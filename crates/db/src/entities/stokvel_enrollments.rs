//! `SeaORM` Entity for stokvel_enrollments table.

use sea_orm::entity::prelude::*;
use serde::{Deserialize, Serialize};

#[derive(Clone, Debug, PartialEq, DeriveEntityModel, Eq, Serialize, Deserialize)]
#[sea_orm(table_name = "stokvel_enrollments")]
pub struct Model {
    #[sea_orm(primary_key, auto_increment = false)]
    pub id: Uuid,
    pub user_id: Uuid,
    pub stokvel_id: Uuid,
    pub is_admin: bool,
    pub enrolled_at: DateTimeWithTimeZone,
}

#[derive(Copy, Clone, Debug, EnumIter, DeriveRelation)]
pub enum Relation {
    #[sea_orm(
        belongs_to = "super::users::Entity",
        from = "Column::UserId",
        to = "super::users::Column::Id"
    )]
    Users,
    #[sea_orm(
        belongs_to = "super::stokvels::Entity",
        from = "Column::StokvelId",
        to = "super::stokvels::Column::Id"
    )]
    Stokvels,
}

impl Related<super::users::Entity> for Entity {
    fn to() -> RelationDef {
        Relation::Users.def()
    }
}

impl Related<super::stokvels::Entity> for Entity {
    fn to() -> RelationDef {
        Relation::Stokvels.def()
    }
}

impl ActiveModelBehavior for ActiveModel {}
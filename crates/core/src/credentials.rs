//! Member credential hashing with Argon2id.
//!
//! Members register with a password; only its PHC-format hash is stored.

use argon2::{
    Argon2, PasswordHash,
    password_hash::{PasswordHasher, PasswordVerifier, SaltString, rand_core::OsRng},
};
use thiserror::Error;

/// Minimum accepted password length, in characters.
pub const MIN_PASSWORD_LEN: usize = 8;

/// Errors that can occur while handling member credentials.
#[derive(Debug, Error)]
pub enum CredentialError {
    /// Password is shorter than [`MIN_PASSWORD_LEN`].
    #[error("password must be at least {MIN_PASSWORD_LEN} characters")]
    TooShort,

    /// Hashing failed inside the Argon2 implementation.
    #[error("failed to hash password: {0}")]
    Hash(String),

    /// Stored hash is not a valid PHC string.
    #[error("invalid password hash format")]
    InvalidHash,
}

/// Hashes a member's password for storage.
///
/// # Errors
///
/// Returns `CredentialError::TooShort` for passwords below the minimum length
/// and `CredentialError::Hash` if Argon2 fails.
pub fn hash_password(password: &str) -> Result<String, CredentialError> {
    if password.chars().count() < MIN_PASSWORD_LEN {
        return Err(CredentialError::TooShort);
    }

    let salt = SaltString::generate(&mut OsRng);
    Argon2::default()
        .hash_password(password.as_bytes(), &salt)
        .map(|hash| hash.to_string())
        .map_err(|e| CredentialError::Hash(e.to_string()))
}

/// Checks a password against a stored hash.
///
/// # Errors
///
/// Returns `CredentialError::InvalidHash` if `hash` cannot be parsed.
pub fn verify_password(password: &str, hash: &str) -> Result<bool, CredentialError> {
    let parsed = PasswordHash::new(hash).map_err(|_| CredentialError::InvalidHash)?;

    match Argon2::default().verify_password(password.as_bytes(), &parsed) {
        Ok(()) => Ok(true),
        Err(argon2::password_hash::Error::Password) => Ok(false),
        Err(e) => Err(CredentialError::Hash(e.to_string())),
    }
}

#[cfg(test)]
mod tests {
    use super::*;

    #[test]
    fn test_hash_is_argon2id_phc() {
        let hash = hash_password("stokvel-secret").unwrap();
        assert!(hash.starts_with("$argon2id$"));
        assert!(verify_password("stokvel-secret", &hash).unwrap());
        assert!(!verify_password("stokvel-wrong", &hash).unwrap());
    }

    #[test]
    fn test_salted_hashes_differ() {
        let first = hash_password("testpass123").unwrap();
        let second = hash_password("testpass123").unwrap();
        assert_ne!(first, second);
    }

    #[test]
    fn test_short_password_rejected() {
        assert!(matches!(hash_password("short"), Err(CredentialError::TooShort)));
    }

    #[test]
    fn test_invalid_hash_format() {
        let result = verify_password("testpass123", "not-a-phc-string");
        assert!(matches!(result, Err(CredentialError::InvalidHash)));
    }
}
○ ○ ○
• _HOW TO COMPLETE THIS TASK_: Could you filter the entries above for lines holding the string "characters" and copy them?

• _RESULT FOR THIS EXERCISE_:
/// Minimum accepted password length, in characters.
    #[error("password must be at least {MIN_PASSWORD_LEN} characters")]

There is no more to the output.